**REQUIREMENT**
Repeat the lines of the data exactly, from the first one through the one that contains "const MARKDOWN_PAGE: &str".

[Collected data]
---

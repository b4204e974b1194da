use std::collections::HashMap;

use erstats_core::widget::Dashboard;
use serde_json::{Value, json};
use tera::{Context, Tera};
use tracing::debug;

use crate::error::ExportError;
use crate::plotly::{self, PLOTLY_CDN};

const HTML_PAGE: &str = include_str!("../templates/dashboard.html");
const HTML_WIDGETS: &str = include_str!("../templates/widgets.html");
const MARKDOWN_PAGE: &str = include_str!("../templates/dashboard.md");
const MARKDOWN_WIDGETS: &str = include_str!("../templates/widgets.md");

/// Templates whose names end in `.html` are autoescaped by Tera, so every
/// dataset string reaches the page as text, never as markup.
fn engine() -> Result<Tera, ExportError> {
    let mut tera = Tera::default();
    tera.add_raw_templates(vec![
        ("widgets.html", HTML_WIDGETS),
        ("dashboard.html", HTML_PAGE),
        ("widgets.md", MARKDOWN_WIDGETS),
        ("dashboard.md", MARKDOWN_PAGE),
    ])
    .map_err(|e| ExportError::TemplateParse(e.to_string()))?;
    Ok(tera)
}

/// The dashboard as template context, with a Plotly figure attached to
/// every chart widget.
fn context(dashboard: &Dashboard) -> Result<Context, ExportError> {
    let figures: HashMap<&str, Value> = dashboard
        .charts()
        .into_iter()
        .map(|chart| (chart.id.as_str(), plotly::figure(chart)))
        .collect();

    let mut value = serde_json::to_value(dashboard)?;
    attach_figures(&mut value, &figures);
    debug!(charts = figures.len(), "attached chart figures");

    Context::from_value(json!({
        "dashboard": value,
        "plotly_cdn": PLOTLY_CDN,
    }))
    .map_err(|e| ExportError::TemplateRender(e.to_string()))
}

fn attach_figures(value: &mut Value, figures: &HashMap<&str, Value>) {
    match value {
        Value::Object(map) => {
            let is_chart = map.get("widget").and_then(Value::as_str) == Some("chart");
            if is_chart {
                let figure = map
                    .get("id")
                    .and_then(Value::as_str)
                    .and_then(|id| figures.get(id))
                    .cloned();
                if let Some(figure) = figure {
                    map.insert("figure".into(), figure);
                }
            }
            for child in map.values_mut() {
                attach_figures(child, figures);
            }
        }
        Value::Array(items) => {
            for item in items {
                attach_figures(item, figures);
            }
        }
        _ => {}
    }
}

/// Render a self-contained HTML page. Tabs switch without script; charts are
/// drawn by Plotly loaded from its CDN.
pub fn render_html(dashboard: &Dashboard) -> Result<String, ExportError> {
    let tera = engine()?;
    let rendered = tera.render("dashboard.html", &context(dashboard)?)?;
    Ok(rendered)
}

/// Render the Markdown-ish text the DOCX generator reads. Every tab is
/// written out in order, charts as their underlying series.
pub fn render_markdown(dashboard: &Dashboard) -> Result<String, ExportError> {
    let tera = engine()?;
    let rendered = tera.render("dashboard.md", &context(dashboard)?)?;
    Ok(rendered)
}

/// The widget tree as pretty-printed JSON, without figures.
pub fn render_json(dashboard: &Dashboard) -> Result<String, ExportError> {
    Ok(serde_json::to_string_pretty(dashboard)?)
}
//! Treatment centers, international and domestic.

use std::collections::BTreeMap;
use std::sync::LazyLock;

use erstats_core::table::{Cell, Record, SchemaViolation, Table};
use serde::{Deserialize, Serialize};

use crate::Dataset;

#[derive(Debug, Clone, Serialize, Deserialize)]
pub struct InternationalHospital {
    pub hospital: String,
    pub country: String,
    pub specialty_score: u32,
    pub survival_rate: u32,
    pub publications: u32,
    pub annual_patients: u32,
}

impl Record for InternationalHospital {
    const COLUMNS: &'static [&'static str] = &[
        "Hospital",
        "Country",
        "ER+ Specialty Score",
        "5-Year Survival Rate",
        "Research Publications",
        "Patient Volume (Annual)",
    ];

    fn cells(&self) -> Vec<Cell> {
        vec![
            Cell::text(&self.hospital),
            Cell::text(&self.country),
            self.specialty_score.into(),
            self.survival_rate.into(),
            self.publications.into(),
            self.annual_patients.into(),
        ]
    }
}

pub fn international_hospitals() -> &'static [InternationalHospital] {
    static ROWS: LazyLock<Vec<InternationalHospital>> = LazyLock::new(|| {
        [
            ("MD Anderson Cancer Center (USA)", "USA", 98, 94, 450, 2500),
            ("Memorial Sloan Kettering (USA)", "USA", 97, 93, 380, 2200),
            ("Mayo Clinic (USA)", "USA", 95, 92, 320, 1800),
            ("Singapore General Hospital", "Singapore", 92, 89, 180, 800),
            ("Cancer Institute, Tokyo", "Japan", 90, 88, 220, 950),
            ("Royal Marsden Hospital (UK)", "UK", 94, 91, 280, 1200),
        ]
        .into_iter()
        .map(
            |(hospital, country, specialty_score, survival_rate, publications, annual_patients)| {
                InternationalHospital {
                    hospital: hospital.to_string(),
                    country: country.to_string(),
                    specialty_score,
                    survival_rate,
                    publications,
                    annual_patients,
                }
            },
        )
        .collect()
    });
    &ROWS
}

pub struct InternationalHospitals;

impl Dataset for InternationalHospitals {
    fn id(&self) -> &str {
        "international_hospitals"
    }

    fn title(&self) -> &str {
        "World's Best ER+ Treatment Centers"
    }

    fn table(&self) -> Table {
        Table::from_records(self.id(), international_hospitals())
    }
}

#[derive(Debug, Clone, Serialize, Deserialize)]
pub struct PhilippineHospital {
    pub hospital: String,
    pub location: String,
    pub specialty_score: u32,
    pub survival_rate: u32,
    /// 1 to 10.
    pub technology_level: u32,
    pub monthly_cases: u32,
    pub waiting_weeks: u32,
}

impl Record for PhilippineHospital {
    const COLUMNS: &'static [&'static str] = &[
        "Hospital",
        "Location",
        "ER+ Specialty Score",
        "Survival Rate (%)",
        "Technology Level",
        "Monthly Cases",
        "Waiting Time (weeks)",
    ];

    fn cells(&self) -> Vec<Cell> {
        vec![
            Cell::text(&self.hospital),
            Cell::text(&self.location),
            self.specialty_score.into(),
            self.survival_rate.into(),
            self.technology_level.into(),
            self.monthly_cases.into(),
            self.waiting_weeks.into(),
        ]
    }
}

pub fn philippine_hospitals() -> &'static [PhilippineHospital] {
    static ROWS: LazyLock<Vec<PhilippineHospital>> = LazyLock::new(|| {
        [
            ("Philippine General Hospital", "Manila", 85, 78, 8, 180, 8),
            ("St. Luke's Medical Center - BGC", "BGC", 92, 85, 10, 120, 2),
            ("St. Luke's Medical Center - QC", "Quezon City", 90, 83, 9, 110, 3),
            ("The Medical City", "Pasig", 88, 81, 9, 95, 3),
            ("Makati Medical Center", "Makati", 87, 80, 8, 85, 4),
            ("Asian Hospital", "Muntinlupa", 83, 76, 8, 70, 4),
            ("National Kidney Institute", "Quezon City", 80, 75, 7, 60, 6),
            ("Cardinal Santos Medical Center", "San Juan", 82, 77, 7, 55, 5),
            ("Chong Hua Hospital (Cebu)", "Cebu", 75, 72, 6, 45, 4),
            ("Southern Philippines Medical Center", "Davao", 72, 70, 6, 40, 3),
        ]
        .into_iter()
        .map(
            |(
                hospital,
                location,
                specialty_score,
                survival_rate,
                technology_level,
                monthly_cases,
                waiting_weeks,
            )| PhilippineHospital {
                hospital: hospital.to_string(),
                location: location.to_string(),
                specialty_score,
                survival_rate,
                technology_level,
                monthly_cases,
                waiting_weeks,
            },
        )
        .collect()
    });
    &ROWS
}

pub fn philippine_hospital(name: &str) -> Option<&'static PhilippineHospital> {
    philippine_hospitals().iter().find(|h| h.hospital == name)
}

pub struct PhilippineHospitals;

impl Dataset for PhilippineHospitals {
    fn id(&self) -> &str {
        "philippine_hospitals"
    }

    fn title(&self) -> &str {
        "Philippines Top ER+ Treatment Centers"
    }

    fn table(&self) -> Table {
        Table::from_records(self.id(), philippine_hospitals())
    }
}

/// Extended information for the hospitals that have been documented.
#[derive(Debug, Clone, Serialize, Deserialize)]
pub struct HospitalDetail {
    pub services: Vec<String>,
    pub contact: String,
    pub website: String,
    pub special_programs: String,
}

/// Sparse mapping from domestic hospital name to its detail record.
pub fn hospital_details() -> &'static BTreeMap<String, HospitalDetail> {
    static DETAILS: LazyLock<BTreeMap<String, HospitalDetail>> = LazyLock::new(|| {
        let entries = [
            (
                "Philippine General Hospital",
                &[
                    "Free/Charity Care",
                    "Genetic Testing",
                    "Clinical Trials",
                    "Multidisciplinary Team",
                ],
                "(02) 8554-8400",
                "www.pgh.gov.ph",
                "PCSO Medical Assistance, Malasakit Center",
            ),
            (
                "St. Luke's Medical Center - BGC",
                &[
                    "Advanced Radiation Therapy",
                    "Precision Medicine",
                    "Immunotherapy",
                    "Robotic Surgery",
                ],
                "(02) 7789-7700",
                "www.stlukes.com.ph",
                "Cancer Institute, Research Center",
            ),
        ];

        entries
            .into_iter()
            .map(|(name, services, contact, website, special_programs)| {
                (
                    name.to_string(),
                    HospitalDetail {
                        services: services.iter().map(|s| s.to_string()).collect(),
                        contact: contact.to_string(),
                        website: website.to_string(),
                        special_programs: special_programs.to_string(),
                    },
                )
            })
            .collect()
    });
    &DETAILS
}

pub fn hospital_detail(name: &str) -> Option<&'static HospitalDetail> {
    hospital_details().get(name)
}

/// Detail keys must name hospitals that exist in the domestic set.
pub fn check_detail_keys() -> Vec<SchemaViolation> {
    hospital_details()
        .keys()
        .enumerate()
        .filter(|(_, name)| philippine_hospital(name).is_none())
        .map(|(idx, name)| SchemaViolation {
            table_id: "hospital_details".to_string(),
            row: idx,
            column: Some("Hospital".to_string()),
            message: format!("hospital_details: '{name}' is not a known Philippine hospital"),
        })
        .collect()
}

---

**ANSWER BOX**
repository b4204e974b1194da
use std::collections::HashMap;

use erstats_core::widget::Dashboard;
use serde_json::{Value, json};
use tera::{Context, Tera};
use tracing::debug;

use crate::error::ExportError;
use crate::plotly::{self, PLOTLY_CDN};

const HTML_PAGE: &str = include_str!("../templates/dashboard.html");
const HTML_WIDGETS: &str = include_str!("../templates/widgets.html");
const MARKDOWN_PAGE: &str = include_str!("../templates/dashboard.md");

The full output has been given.